▸ What is expected: The records should be copied out again with no alteration.

Collected data:

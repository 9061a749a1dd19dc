use mongodb::bson::{doc, Document};
use mongodb::options::IndexOptions;
use mongodb::IndexModel;
use testcontainers::runners::SyncRunner;

mod common;

#[test]
fn e2e_conflicting_index_aborts_with_definition() {
    let container = common::mongo_image().start().expect("start mongo container");
    let uri = common::mongo_uri(&container);

    let db = common::database(&uri);
    db.create_collection("users").run().expect("create users");
    db.collection::<Document>("users")
        .create_index(
            IndexModel::builder()
                .keys(doc! { "username": 1 })
                .options(IndexOptions::builder().name("username_1".to_string()).build())
                .build(),
        )
        .run()
        .expect("pre-existing non-unique index");

    let output = common::run_init(&uri);
    assert!(!output.status.success());
    let stderr = common::stderr(&output);
    assert!(stderr.contains("index conflict on collection 'users'"), "{stderr}");
    assert!(stderr.contains("found existing username_1"), "{stderr}");
    assert!(!stderr.contains("initialized successfully"), "{stderr}");
}

#[test]
fn e2e_unreachable_server_fails_fast() {
    let output = common::base_cmd("mongodb://127.0.0.1:1/swa_database")
        .arg("--server-selection-timeout-ms")
        .arg("500")
        .arg("init")
        .output()
        .expect("run init against closed port");
    assert!(!output.status.success());
    let stderr = common::stderr(&output);
    assert!(stderr.contains("connection error"), "{stderr}");
}

#[test]
fn e2e_read_only_user_gets_permission_error() {
    let container = common::mongo_auth_image()
        .start()
        .expect("start mongo container with auth");

    let root = mongodb::sync::Client::with_uri_str(common::auth_uri(
        &container,
        common::ROOT_USER,
        common::ROOT_PASSWORD,
    ))
    .expect("root client");
    root.database("admin")
        .run_command(doc! {
            "createUser": "reader",
            "pwd": "reader-secret",
            "roles": [{ "role": "read", "db": common::DB_NAME }],
        })
        .run()
        .expect("create read-only user");

    let output = common::base_cmd(&common::auth_uri(&container, "reader", "reader-secret"))
        .arg("--server-selection-timeout-ms")
        .arg("15000")
        .arg("init")
        .output()
        .expect("run init as read-only user");
    assert!(!output.status.success());
    let stderr = common::stderr(&output);
    assert!(stderr.contains("permission denied during create collection"), "{stderr}");
    assert!(!stderr.contains("initialized successfully"), "{stderr}");

    let names = root
        .database(common::DB_NAME)
        .list_collection_names()
        .run()
        .expect("list collections as root");
    assert!(names.is_empty());
}

#[test]
fn e2e_status_reports_before_and_after_init() {
    let container = common::mongo_image().start().expect("start mongo container");
    let uri = common::mongo_uri(&container);

    let before = common::base_cmd(&uri)
        .arg("status")
        .output()
        .expect("status before init");
    assert!(!before.status.success());
    assert!(String::from_utf8_lossy(&before.stdout).contains("MISSING"));

    common::assert_success(&common::run_init(&uri));

    let after = common::base_cmd(&uri)
        .arg("status")
        .arg("--json")
        .output()
        .expect("status after init");
    common::assert_success(&after);
    let status: serde_json::Value = serde_json::from_slice(&after.stdout).expect("json status");
    let collections = status["collections"].as_array().expect("collections");
    assert_eq!(collections.len(), 7);
    for c in collections {
        assert_eq!(c["exists"], true);
        for i in c["indexes"].as_array().expect("indexes") {
            assert_eq!(i["state"], "present");
        }
    }
}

▸ Exercise output:
repository 9061a749a1dd19dc
use mongodb::bson::{doc, Document};
use mongodb::options::IndexOptions;
use mongodb::IndexModel;
use testcontainers::runners::SyncRunner;

mod common;

#[test]
fn e2e_conflicting_index_aborts_with_definition() {
    let container = common::mongo_image().start().expect("start mongo container");
    let uri = common::mongo_uri(&container);

    let db = common::database(&uri);
    db.create_collection("users").run().expect("create users");
    db.collection::<Document>("users")
        .create_index(
            IndexModel::builder()
                .keys(doc! { "username": 1 })
                .options(IndexOptions::builder().name("username_1".to_string()).build())
                .build(),
        )
        .run()
        .expect("pre-existing non-unique index");

    let output = common::run_init(&uri);
    assert!(!output.status.success());
    let stderr = common::stderr(&output);
    assert!(stderr.contains("index conflict on collection 'users'"), "{stderr}");
    assert!(stderr.contains("found existing username_1"), "{stderr}");
    assert!(!stderr.contains("initialized successfully"), "{stderr}");
}

#[test]
fn e2e_unreachable_server_fails_fast() {
    let output = common::base_cmd("mongodb://127.0.0.1:1/swa_database")
        .arg("--server-selection-timeout-ms")
        .arg("500")
        .arg("init")
        .output()
        .expect("run init against closed port");
    assert!(!output.status.success());
    let stderr = common::stderr(&output);
    assert!(stderr.contains("connection error"), "{stderr}");
}

#[test]
fn e2e_read_only_user_gets_permission_error() {
    let container = common::mongo_auth_image()
        .start()
        .expect("start mongo container with auth");

    let root = mongodb::sync::Client::with_uri_str(common::auth_uri(
        &container,
        common::ROOT_USER,
        common::ROOT_PASSWORD,
    ))
    .expect("root client");
    root.database("admin")
        .run_command(doc! {
            "createUser": "reader",
            "pwd": "reader-secret",
            "roles": [{ "role": "read", "db": common::DB_NAME }],
        })
        .run()
        .expect("create read-only user");

    let output = common::base_cmd(&common::auth_uri(&container, "reader", "reader-secret"))
        .arg("--server-selection-timeout-ms")
        .arg("15000")
        .arg("init")
        .output()
        .expect("run init as read-only user");
    assert!(!output.status.success());
    let stderr = common::stderr(&output);
    assert!(stderr.contains("permission denied during create collection"), "{stderr}");
    assert!(!stderr.contains("initialized successfully"), "{stderr}");

    let names = root
        .database(common::DB_NAME)
        .list_collection_names()
        .run()
        .expect("list collections as root");
    assert!(names.is_empty());
}

#[test]
fn e2e_status_reports_before_and_after_init() {
    let container = common::mongo_image().start().expect("start mongo container");
    let uri = common::mongo_uri(&container);

    let before = common::base_cmd(&uri)
        .arg("status")
        .output()
        .expect("status before init");
    assert!(!before.status.success());
    assert!(String::from_utf8_lossy(&before.stdout).contains("MISSING"));

    common::assert_success(&common::run_init(&uri));

    let after = common::base_cmd(&uri)
        .arg("status")
        .arg("--json")
        .output()
        .expect("status after init");
    common::assert_success(&after);
    let status: serde_json::Value = serde_json::from_slice(&after.stdout).expect("json status");
    let collections = status["collections"].as_array().expect("collections");
    assert_eq!(collections.len(), 7);
    for c in collections {
        assert_eq!(c["exists"], true);
        for i in c["indexes"].as_array().expect("indexes") {
            assert_eq!(i["state"], "present");
        }
    }
}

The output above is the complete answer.